David notes that a solution is likely to involve many different mechanisms, which is the case for reducing the risks of human harm: we have many mechanisms in play to help protect each other (animals and ecosystems) from humans making and executing decisions contrary to wellbeing. Seeking a one-size-fits-all solution for reducing risks of superintelligent AI may be naive6Is there some reason to expect super-AGI to be easier to harmoniously live with than humans? Perhaps intelligence biasing agents toward cooperative strategies?. Moreover, while the topic was on “reducing risks”, the focus seems to have been on “guarantees”.

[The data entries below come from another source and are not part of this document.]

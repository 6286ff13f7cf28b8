use log::LevelFilter;

use causal_base::append_log::{AppendLog, LogStore};

mod common;

use common::{
    logging::{log_with_context, setup_logger},
    mem_log::replicate,
    network::mock_network,
    peer::{confirm, keypairs, sync, writer_key, Peer, PeerOptions},
    test_applier::{add, add_indexer, OUTPUT},
};

/// Start `n` peers, all bootstrapped from the first.
fn peers(n: usize) -> Vec<Peer> {
    let keypairs = keypairs(n);
    let networks = mock_network(keypairs.iter().map(writer_key));
    let mut bootstrap = None;
    keypairs
        .into_iter()
        .zip(networks)
        .map(|(keypair, network)| {
            let peer = Peer::new(
                keypair,
                network,
                PeerOptions {
                    bootstrap,
                    ..PeerOptions::default()
                },
            );
            bootstrap = bootstrap.or(Some(peer.key()));
            peer
        })
        .collect()
}

/// A writer that is not an indexer appends, and both bases converge on the same indexed output.
#[test]
fn two_bases_converge_test() {
    setup_logger(LevelFilter::Debug);

    let mut peers = peers(2);
    let (a, b) = peers.split_at_mut(1);
    let (a, b) = (&mut a[0], &mut b[0]);

    // 1. A adds B as a writer, and B learns about it.
    a.append(&add(&b.key()));
    sync(&mut [&mut *a, &mut *b]);
    assert!(b.base.writable());
    assert!(!b.base.is_indexer());
    assert_eq!(b.base.system_key(), a.base.system_key());

    // 2. B appends. A sees the value before it is indexed.
    log_with_context(Some(b.key()), "Appending as a non-indexer");
    b.append(b"from b");
    sync(&mut [&mut *a, &mut *b]);
    assert_eq!(a.output(), vec![b"from b".to_vec()]);
    assert_eq!(a.output_indexed_length(), 0);

    // 3. Once A acks, the value is indexed on both bases.
    confirm(&mut [&mut *a, &mut *b]);
    assert_eq!(a.output(), b.output());
    assert_eq!(a.output_indexed_length(), 1);
    assert_eq!(b.output_indexed_length(), 1);
    assert_eq!(a.base.indexed_length(), b.base.indexed_length());
}

/// Nodes that arrive after a lighter branch was applied are ordered first, which undoes and
/// reapplies the lighter branch. An observer that sees everything at once ends up with the same
/// output.
#[test]
fn reorder_and_converge_test() {
    setup_logger(LevelFilter::Debug);

    let mut peers = peers(4);
    let (a, rest) = peers.split_at_mut(1);
    let (b, rest) = rest.split_at_mut(1);
    let (c, d) = rest.split_at_mut(1);
    let (a, b, c, d) = (&mut a[0], &mut b[0], &mut c[0], &mut d[0]);

    // 1. A adds B and C as writers.
    a.append(&add(&b.key()));
    a.append(&add(&c.key()));
    sync(&mut [&mut *a, &mut *b, &mut *c]);
    assert!(b.base.writable());
    assert!(c.base.writable());

    // 2. B and C append concurrently. C's branch is heavier.
    b.append(b"b0");
    c.append(b"c0");
    c.append(b"c1");

    // 3. A receives B's node first...
    replicate(&b.store, &a.store);
    a.base.update().unwrap();
    assert_eq!(a.output(), vec![b"b0".to_vec()]);

    // 4. ...then C's, which sort before it.
    log_with_context(Some(a.key()), "Receiving the heavier branch");
    replicate(&c.store, &a.store);
    a.base.update().unwrap();
    assert_eq!(
        a.output(),
        vec![b"c0".to_vec(), b"c1".to_vec(), b"b0".to_vec()]
    );

    // 5. A confirms everything, and an observer replays it in one go.
    a.base.force_ack().unwrap();
    assert_eq!(a.output_indexed_length(), 3);

    for peer in [&*a, &*b, &*c] {
        replicate(&peer.store, &d.store);
    }
    d.base.update().unwrap();
    assert_eq!(d.output(), a.output());
    assert_eq!(d.output_indexed_length(), 3);
    assert_eq!(d.base.system_key(), a.base.system_key());
}

/// A snapshot taken before a reorg keeps returning what the view held when it was taken.
#[test]
fn snapshot_isolation_test() {
    setup_logger(LevelFilter::Debug);

    let mut peers = peers(3);
    let (a, rest) = peers.split_at_mut(1);
    let (b, c) = rest.split_at_mut(1);
    let (a, b, c) = (&mut a[0], &mut b[0], &mut c[0]);

    a.append(&add(&b.key()));
    a.append(&add(&c.key()));
    sync(&mut [&mut *a, &mut *b, &mut *c]);
    b.append(b"b0");
    c.append(b"c0");
    c.append(b"c1");

    // 1. Take a snapshot while the output is [b0].
    replicate(&b.store, &a.store);
    a.base.update().unwrap();
    let snapshot = a.base.view(OUTPUT).unwrap();
    assert_eq!(snapshot.get(0), Some(b"b0".to_vec()));
    assert!(!snapshot.is_detached());

    // 2. C's heavier branch truncates the view and reorders it.
    replicate(&c.store, &a.store);
    a.base.update().unwrap();
    assert_eq!(a.output()[0], b"c0".to_vec());

    // 3. The snapshot still holds the old content.
    assert!(snapshot.is_detached());
    assert_eq!(snapshot.length(), 1);
    assert_eq!(snapshot.get(0), Some(b"b0".to_vec()));
    assert_eq!(snapshot.get(1), None);
}

/// After any number of reorgs, a base's views and System equal those of a base that applied the
/// final order in one go.
#[test]
fn reorg_matches_fresh_replay_test() {
    setup_logger(LevelFilter::Debug);

    let mut peers = peers(4);
    let (a, rest) = peers.split_at_mut(1);
    let (b, rest) = rest.split_at_mut(1);
    let (c, e) = rest.split_at_mut(1);
    let (a, b, c, e) = (&mut a[0], &mut b[0], &mut c[0], &mut e[0]);

    a.append(&add(&b.key()));
    a.append(&add(&c.key()));
    sync(&mut [&mut *a, &mut *b, &mut *c]);

    // 1. A applies B's branch, then reorders C's heavier branch before it.
    b.append(b"b0");
    c.append(b"c0");
    c.append(b"c1");
    replicate(&b.store, &a.store);
    a.base.update().unwrap();
    replicate(&c.store, &a.store);
    a.base.update().unwrap();
    assert_eq!(
        a.output(),
        vec![b"c0".to_vec(), b"c1".to_vec(), b"b0".to_vec()]
    );

    // 2. B's branch grows past C's, which reorders everything again.
    b.append(b"b1");
    b.append(b"b2");
    b.append(b"b3");
    replicate(&b.store, &a.store);
    a.base.update().unwrap();
    assert_eq!(
        a.output(),
        vec![
            b"b0".to_vec(),
            b"b1".to_vec(),
            b"b2".to_vec(),
            b"b3".to_vec(),
            b"c0".to_vec(),
            b"c1".to_vec(),
        ]
    );
    assert_eq!(a.output_indexed_length(), 0);

    // 3. E receives everything at once.
    for peer in [&*a, &*b, &*c] {
        replicate(&peer.store, &e.store);
    }
    e.base.update().unwrap();
    assert_eq!(e.output(), a.output());
    assert_eq!(e.output_indexed_length(), 0);
    assert_eq!(e.base.system_length(), a.base.system_length());
    assert_eq!(e.base.system_info(), a.base.system_info());
}

/// When the indexer set changes, each view moves to a new log whose prologue is the indexed
/// content of the previous one.
#[test]
fn view_migration_test() {
    setup_logger(LevelFilter::Debug);

    let mut peers = peers(2);
    let (a, b) = peers.split_at_mut(1);
    let (a, b) = (&mut a[0], &mut b[0]);
    let genesis_view = a.base.view(OUTPUT).unwrap().key();

    // 1. The bootstrap writer's first append moves the output onto a log it signs.
    a.append(b"one");
    let first_view = a.base.view(OUTPUT).unwrap().key();
    assert_ne!(first_view, genesis_view);

    let mut store = a.store.clone();
    let genesis_log = store.open(&genesis_view);
    let first_log = store.open(&first_view);
    let manifest = first_log.manifest().unwrap();
    assert_eq!(manifest.signers.len(), 1);
    let prologue = manifest.prologue.unwrap();
    assert_eq!(prologue.length, 1);
    assert_eq!(genesis_log.tree_hash(1), Some(prologue.hash));
    assert_eq!(first_log.get(0), genesis_log.get(0));

    // 2. Adding a second indexer moves it again, onto a log signed by both.
    a.append(b"two");
    replicate(&b.store, &a.store);
    a.append(&add_indexer(&b.key()));
    let second_view = a.base.view(OUTPUT).unwrap().key();
    assert_ne!(second_view, first_view);

    let second_log = store.open(&second_view);
    let manifest = second_log.manifest().unwrap();
    assert_eq!(manifest.signers.len(), 2);
    assert_eq!(manifest.quorum, 2);
    let prologue = manifest.prologue.unwrap();
    assert_eq!(prologue.length, 2);
    assert_eq!(first_log.tree_hash(2), Some(prologue.hash));

    // 3. B derives the same logs, and both indexers keep writing on top of them.
    sync(&mut [&mut *a, &mut *b]);
    assert_eq!(b.base.view(OUTPUT).unwrap().key(), second_view);
    a.append(b"a");
    b.append(b"b");
    confirm(&mut [&mut *a, &mut *b]);
    assert_eq!(a.output(), b.output());
    assert_eq!(a.output_indexed_length(), 4);
    assert_eq!(b.output_indexed_length(), 4);
    assert_eq!(&a.output()[..2], &[b"one".to_vec(), b"two".to_vec()]);
}

/// Adding an indexer whose manifest is not available stalls the base until it is replicated.
#[test]
fn missing_manifest_stalls_test() {
    setup_logger(LevelFilter::Debug);

    let mut peers = peers(2);
    let (a, b) = peers.split_at_mut(1);
    let (a, b) = (&mut a[0], &mut b[0]);
    a.append(b"hello");
    let view = a.base.view(OUTPUT).unwrap().key();

    // 1. The node is stored, but not applied.
    a.append(&add_indexer(&b.key()));
    assert!(!a.base.is_closed());
    assert_eq!(a.base.system_info().indexers.len(), 1);
    assert_eq!(a.base.view(OUTPUT).unwrap().key(), view);
    a.base.update().unwrap();
    assert_eq!(a.base.system_info().indexers.len(), 1);

    // 2. Once B's manifest arrives, the base makes progress.
    replicate(&b.store, &a.store);
    a.base.update().unwrap();
    assert_eq!(a.base.system_info().indexers.len(), 2);
    assert_ne!(a.base.view(OUTPUT).unwrap().key(), view);
    assert_eq!(a.output(), vec![b"hello".to_vec()]);
}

One class of solutions explored is to restrict access to compute resources (such as powerful GPUs). I’m pleased to see they note that hardware needs will decrease. Another is to reduce the capacity of AI, for example, by avoiding agency — however, bootstrapping a passive AI system into one with agency may not be so hard and agency could arise as an emergent property of how the system is used. What about just not making AGI? What about checking in with humans before making any significant choices (mirroring protocols for human authorization in high-stakes scenarios)? All of these harm one’s competitive edge. The suggestion of maximal surveillance is seen as unappealing due to apparently requiring a draconian government. What I don’t see mentioned clearly is the difficulty of gaining global consensus on limiting the capacity to deploy and develop AI systems. Belt and brace monitoring and sanctions, perhaps? Furthermore, given the wide access to computers, the system of control needed to enact these measures constitutes a large sociopolitical choice. Do we wish to, as Tegmark and Omohundro suggest, create a world where all of our hardware only runs “provably compliant software”?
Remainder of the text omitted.